Bento XVI: anjos, sinal da presença de Deus

Intervenção durante a oração do Ângelus

| 1657 visitas

CIDADE DO VATICANO, domingo, 1º de março de 2009 (ZENIT.org).- Oferecemos a seguir a intervenção do Papa hoje, durante a oração do Ângelus, diante dos milhares de peregrinos reunidos na Praça de São Pedro, no 1º domingo da Quaresma.

***

Queridos irmãos e irmãs:

Hoje é o primeiro domingo da Quaresma, e o Evangelho, com o estilo sóbrio e conciso de São Marcos, introduz-nos no clima deste tempo litúrgico: «O Espírito conduziu Jesus ao deserto e ele permaneceu no deserto durante quarenta dias, sendo tentado por Satanás» (Mc 1, 12). Na Terra Santa, ao oeste do rio Jordão e do oásis de Jericó, encontra-se o deserto da Judeia, que por vales pedregosos, superando um desnível de quase mil metros, sobe a Jerusalém. Depois de ter recebido o batismo de João, Jesus se adentrou naquela solidão levado pelo próprio Espírito Santo, que havia pousado sobre Ele, consagrando-o o revelando-o como Filho de Deus. No deserto, lugar da provação, como mostra a experiência do povo de Israel, aparece com viva dramaticidade a realidade da kenosis, do esvaziamento de Cristo, que se despojou da forma de Deus (cf. Flp 2, 6-7). Ele, que não pecou e não pode pecar, submete-se à prova e por isso pode combater nossa doença (cf. Hb 4, 15). Deixa-se tentar por Satanás, o adversário, que desde o princípio se opôs ao desígnio salvífico de Deus em favor dos homens.

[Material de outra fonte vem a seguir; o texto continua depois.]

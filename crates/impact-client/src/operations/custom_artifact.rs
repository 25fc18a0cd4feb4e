use std::sync::Arc;

use derive_new::new;
use serde::Deserialize;

use crate::error::{FailureKind, OperationError};
use crate::operations::base::{AsyncInfo, AsyncOperation, EntityFactory, Operation, location_id};
use crate::operations::service::OperationService;
use crate::operations::status::AsyncOperationStatus;

#[derive(Debug, Clone, PartialEq, new)]
pub struct CustomArtifactArgs {
    pub workspace_id: String,
    pub exp_id: String,
    pub case_id: String,
    pub artifact_id: String,
    pub download_as: String,
}

#[derive(Deserialize)]
#[serde(rename_all = "camelCase")]
struct CustomArtifactImportData {
    artifact_id: String,
}

/// Tracks the import of a custom artifact into a case.
pub struct CustomArtifactImportOperation<E> {
    location: String,
    workspace_id: String,
    exp_id: String,
    case_id: String,
    service: Arc<dyn OperationService>,
    create_entity: EntityFactory<CustomArtifactArgs, E>,
}

impl<E> CustomArtifactImportOperation<E> {
    pub fn new(
        location: impl Into<String>,
        workspace_id: impl Into<String>,
        exp_id: impl Into<String>,
        case_id: impl Into<String>,
        service: Arc<dyn OperationService>,
        create_entity: EntityFactory<CustomArtifactArgs, E>,
    ) -> Self {
        Self {
            location: location.into(),
            workspace_id: workspace_id.into(),
            exp_id: exp_id.into(),
            case_id: case_id.into(),
            service,
            create_entity,
        }
    }

    fn info(&self) -> Result<AsyncInfo, OperationError> {
        AsyncInfo::parse(self.service.import_status(&self.location)?)
    }

    /// File name the artifact downloads as, from the case artifact listing.
    fn artifact_download_name(&self, artifact_id: &str) -> Result<String, OperationError> {
        self.service
            .case_artifacts_meta_get(&self.workspace_id, &self.exp_id, &self.case_id)?
            .into_iter()
            .find(|meta| meta.id == artifact_id)
            .map(|meta| meta.download_as)
            .ok_or_else(|| OperationError::NoSuchCustomArtifact(artifact_id.to_string()))
    }
}

impl<E> Operation for CustomArtifactImportOperation<E> {
    type Status = AsyncOperationStatus;
    type Entity = E;

    fn id(&self) -> &str {
        location_id(&self.location)
    }

    fn name(&self) -> &'static str {
        "Custom artifact import"
    }

    fn status(&self) -> Result<AsyncOperationStatus, OperationError> {
        Ok(self.info()?.status)
    }

    fn data(&self) -> Result<E, OperationError> {
        let info = self
            .info()?
            .ensure_succeeded(FailureKind::CustomArtifactImport)?;
        let data: CustomArtifactImportData = info.success_data()?;
        let download_as = self.artifact_download_name(&data.artifact_id)?;
        Ok((self.create_entity)(CustomArtifactArgs::new(
            self.workspace_id.clone(),
            self.exp_id.clone(),
            self.case_id.clone(),
            data.artifact_id,
            download_as,
        )))
    }

    fn cancel(&self) -> Result<(), OperationError> {
        Err(OperationError::cancel_not_supported())
    }
}

impl<E> AsyncOperation for CustomArtifactImportOperation<E> {}

location_operation_traits!(CustomArtifactImportOperation, "Custom artifact import");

Na brevidade do relato, frente a essa figura escura e tenebrosa que se atreve a tentar o Senhor, aparecem os anjos, figuras luminosas e misteriosas. Os anjos, diz o Evangelho, «serviam» Jesus (Mc 1, 13); são o contraponto de Satanás. «Anjo» quer dizer «enviado». Em todo o Antigo Testamento, encontramos estas figuras que, em nome de Deus, ajudam e guiam os homens. Basta recordar o livro de Tobias, no qual aparece a figura do anjo Rafael, que ajuda o protagonista em tantas vicissitudes. A presença reafirmante do anjo do Senhor acompanha o povo de Israel em todas as suas circunstâncias boas e más. No limiar do Novo Testamento, Gabriel foi enviado a anunciar a Zacarias e a Maria os alegres acontecimentos que estão no começo da nossa salvação; e um anjo, cujo nome não se diz, adverte José, orientando-o naquele momento de insegurança. Um coro de anjos trouxe os pastores a boa notícia do nascimento do Salvador, como também foram os anjos que anunciaram às mulheres a notícia gozosa da sua ressurreição. No final dos tempos, os anjos acompanharão Jesus em sua vinda na glória (cf. Mt 25, 31). Os anjos servem Jesus, que é certamente superior a eles, e esta dignidade sua é aqui, no Evangelho, proclamada de forma clara, ainda que discreta. De fato, ainda na situação de extrema pobreza e humildade, quando é tentado por Satanás, Ele continua sendo o Filho de Deus, o Messias, o Senhor.

Queridos irmãos e irmãs, eliminaríamos uma parte do Evangelho se deixássemos fora esses seres enviados por Deus, que anunciaram sua presença entre nós e que são um sinal dela. Invoquemos os anjos frequentemente, para que nos sustenham no empenho de seguir Jesus até nos identificarmos com Ele. Peçamos, especialmente hoje, que velem sobre mim e sobre os colaboradores da Cúria Romana, que nesta tarde, como cada ano, começaremos a semana de exercícios espirituais. Maria Rainha dos Anjos, rogai por nós.